Cal felt sick to his stomach. Paul Weatherby of the Flying W was a dangerous adversary for many reasons. One of them was that he was a captain with the Denver Police Department.
“That bastard was listening to the scanner,” Cal muttered to himself. “He knew my father was rushed to the hospital. He knew I would be gone. It was a perfect opportunity that he just couldn’t afford to let slide.”
But Cal hadn’t played by the rules. He had decided not to stay at the hospital. He’d driven to Denver, but then he had come right back to the ranch. He was glad now that he’d avoided the urge to stay in Denver. He belonged here. The city could do well enough without him.
Cal pointed at the driver. “You wait until it clears enough for you to see where you’re going. Then you get your truck back on that road and head over to Flying W territory. And for your information, the Flying W does not have legal access to the Hernandez side of that road. They take their cattle out the other side of their ranch. They’ve done it that way for sixty years. You got it?”
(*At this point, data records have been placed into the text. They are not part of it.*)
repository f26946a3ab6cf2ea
use anyhow::Result;
use async_trait::async_trait;
use diesel::{RunQueryDsl, SelectableHelper, insert_into};
use std::sync::Arc;
use tokio::task;

use crate::{
    domain::{
        entities::payment_submissions::{InsertPaymentSubmissionEntity, PaymentSubmissionEntity},
        repositories::payment_submissions::PaymentSubmissionRepository,
    },
    infrastructure::postgres::{postgres_connection::PgPoolSquad, schema::payment_submissions},
};

pub struct PaymentSubmissionPostgres {
    db_pool: Arc<PgPoolSquad>,
}

impl PaymentSubmissionPostgres {
    pub fn new(db_pool: Arc<PgPoolSquad>) -> Self {
        Self { db_pool }
    }
}

#[async_trait]
impl PaymentSubmissionRepository for PaymentSubmissionPostgres {
    async fn insert_submission(
        &self,
        submission: InsertPaymentSubmissionEntity,
    ) -> Result<PaymentSubmissionEntity> {
        // r2d2 checkout and the insert both block, keep them off the runtime threads
        let db_pool = Arc::clone(&self.db_pool);

        Ok(task::spawn_blocking(move || -> Result<PaymentSubmissionEntity> {
            let mut conn = db_pool.get()?;

            let stored = insert_into(payment_submissions::table)
                .values(&submission)
                .returning(PaymentSubmissionEntity::as_returning())
                .get_result::<PaymentSubmissionEntity>(&mut conn)?;

            Ok(stored)
        })
        .await??)
    }
}

#[cfg(test)]
mod tests {
    use super::*;
    use diesel::{
        PgConnection,
        r2d2::{ConnectionManager, Pool},
    };
    use std::time::Duration;

    fn submission() -> InsertPaymentSubmissionEntity {
        InsertPaymentSubmissionEntity {
            full_name: "Jane Doe".to_string(),
            email: "jane@example.com".to_string(),
            card_last_four: "1111".to_string(),
            card_type: Some("visa".to_string()),
            purchase_amount: 2.5,
        }
    }

    // Nothing listens on port 1, so checkout keeps failing until the pool timeout.
    #[tokio::test]
    async fn waiting_for_a_connection_does_not_stall_the_runtime() {
        let pool = Pool::builder()
            .connection_timeout(Duration::from_millis(500))
            .build_unchecked(ConnectionManager::<PgConnection>::new(
                "postgres://127.0.0.1:1/payments",
            ));
        let repository = PaymentSubmissionPostgres::new(Arc::new(pool));

        let timer_fired_first = tokio::select! {
            _ = tokio::time::sleep(Duration::from_millis(50)) => true,
            _ = repository.insert_submission(submission()) => false,
        };
        assert!(timer_fired_first);
    }

    #[tokio::test]
    async fn unreachable_database_is_an_error() {
        let pool = Pool::builder()
            .connection_timeout(Duration::from_millis(100))
            .build_unchecked(ConnectionManager::<PgConnection>::new(
                "postgres://127.0.0.1:1/payments",
            ));
        let repository = PaymentSubmissionPostgres::new(Arc::new(pool));

        assert!(repository.insert_submission(submission()).await.is_err());
    }
}
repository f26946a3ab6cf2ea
use serde::{Deserialize, Serialize};

use crate::domain::value_objects::enums::notification_variants::NotificationVariant;

pub const PAYMENT_FAILED_MESSAGE: &str = "Failed to process your payment. Please try again.";

/// A dismissible toast shown to the user after a submission attempt.
#[derive(Debug, Clone, Serialize, Deserialize, PartialEq, Eq)]
pub struct Notification {
    pub title: String,
    pub description: String,
    pub variant: NotificationVariant,
}

impl Notification {
    pub fn payment_succeeded() -> Self {
        Self {
            title: "Payment Successful".to_string(),
            description: "Thank you for your purchase!".to_string(),
            variant: NotificationVariant::Default,
        }
    }

    pub fn payment_failed() -> Self {
        Self {
            title: "Error".to_string(),
            description: PAYMENT_FAILED_MESSAGE.to_string(),
            variant: NotificationVariant::Destructive,
        }
    }
}
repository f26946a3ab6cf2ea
pub mod default_routers;
pub mod error_responses;
pub mod http_serve;
pub mod routers;
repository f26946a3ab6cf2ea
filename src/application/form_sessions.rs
use std::{
    collections::HashMap,
    sync::Arc,
    time::{Duration, Instant},
};

use tokio::sync::Mutex;
use tracing::{info, warn};
use uuid::Uuid;

use crate::domain::{
    entities::payment_forms::PaymentForm, value_objects::enums::form_states::FormState,
};

const MIN_EVICTION_INTERVAL: Duration = Duration::from_millis(10);

#[derive(Debug)]
struct FormSession {
    form: PaymentForm,
    touched_at: Instant,
}

impl FormSession {
    fn new() -> Self {
        Self {
            form: PaymentForm::new(),
            touched_at: Instant::now(),
        }
    }
}

/// Open payment forms keyed by session id.
///
/// Each form is only touched inside `with_form`, which holds the lock for the
/// duration of a synchronous closure and never across an await.
#[derive(Debug, Default)]
pub struct FormSessions {
    forms: Mutex<HashMap<Uuid, FormSession>>,
}

impl FormSessions {
    pub fn new() -> Self {
        Self::default()
    }

    pub async fn open(&self) -> Uuid {
        let id = Uuid::new_v4();
        self.forms.lock().await.insert(id, FormSession::new());
        id
    }

    pub async fn with_form<T, F>(&self, id: Uuid, apply: F) -> Option<T>
    where
        F: FnOnce(&mut PaymentForm) -> T,
    {
        let mut forms = self.forms.lock().await;
        forms.get_mut(&id).map(|session| {
            session.touched_at = Instant::now();
            apply(&mut session.form)
        })
    }

    pub async fn close(&self, id: Uuid) -> bool {
        self.forms.lock().await.remove(&id).is_some()
    }

    pub async fn len(&self) -> usize {
        self.forms.lock().await.len()
    }

    /// Drops forms nobody has touched for `max_idle`. Forms with a write in
    /// flight are kept so the write can still settle them. Returns how many
    /// forms were removed.
    pub async fn evict_idle(&self, max_idle: Duration) -> usize {
        let mut forms = self.forms.lock().await;
        let before = forms.len();
        forms.retain(|_, session| {
            session.form.state() == FormState::Submitting
                || session.touched_at.elapsed() < max_idle
        });
        before - forms.len()
    }

    /// Settles a submit whose caller went away before the store answered, so the
    /// form returns to editing instead of staying `Submitting`.
    ///
    /// Runs immediately when the lock is free, otherwise on a spawned task.
    pub fn abandon_submit(self: &Arc<Self>, id: Uuid) {
        if let Ok(mut forms) = self.forms.try_lock() {
            fail_in_flight(&mut forms, id);
            return;
        }

        match tokio::runtime::Handle::try_current() {
            Ok(handle) => {
                let sessions = Arc::clone(self);
                handle.spawn(async move {
                    fail_in_flight(&mut *sessions.forms.lock().await, id);
                });
            }
            Err(_) => warn!(form_id = %id, "form_sessions: no runtime to settle abandoned submit"),
        }
    }

    /// Starts a background sweep that evicts idle forms every `every`.
    pub fn spawn_eviction(self: &Arc<Self>, every: Duration, max_idle: Duration) {
        let sessions = Arc::clone(self);
        // interval panics on a zero period
        let every = every.max(MIN_EVICTION_INTERVAL);
        tokio::spawn(async move {
            let mut interval = tokio::time::interval(every);
            loop {
                interval.tick().await;
                let evicted = sessions.evict_idle(max_idle).await;
                if evicted > 0 {
                    info!(evicted, "form_sessions: idle forms evicted");
                }
            }
        });
    }
}

fn fail_in_flight(forms: &mut HashMap<Uuid, FormSession>, id: Uuid) {
    let Some(session) = forms.get_mut(&id) else {
        return;
    };
    if session.form.mark_failed().is_ok() {
        session.touched_at = Instant::now();
        warn!(form_id = %id, "form_sessions: submit abandoned before the store answered");
    }
}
“I got it!” the driver yelped. “We’ll go. Just as soon as I can get my wheels moving.”
“You got chains?” Cal asked suddenly.
The trucker looked confused. “Chains?”
“Yeah. Snow chains.” Cal waved his hand at the tires on the rig. “I suggest you put them on and get your ass out of here before I change my mind and decide I’m going to use you, your rig, and your friend as evidence against Paul Weatherby.”
Cal didn’t say anything else. He didn’t have to. The expression on the driver’s face was enough. He would go home, and he would report his trip a success to his boss. That was all that mattered. Cal didn’t really want to destroy the life of some poor trucker who was serving out his probation in what was probably a hell of Paul Weatherby’s making. Cal wanted Paul. He wanted the Flying W on its knees. He wanted that place to go under, and he wanted to pick it up for a song at the bank sale just because he could. Then he would divide it up into tiny little plots of land and sell it to hippies wanting a piece of the front range for their weekend cabins. That was going to be Cal Hernandez’s revenge for all of the bullshit he’d had to put up with since he’d been old enough to know what Paul Weatherby and the Flying W were.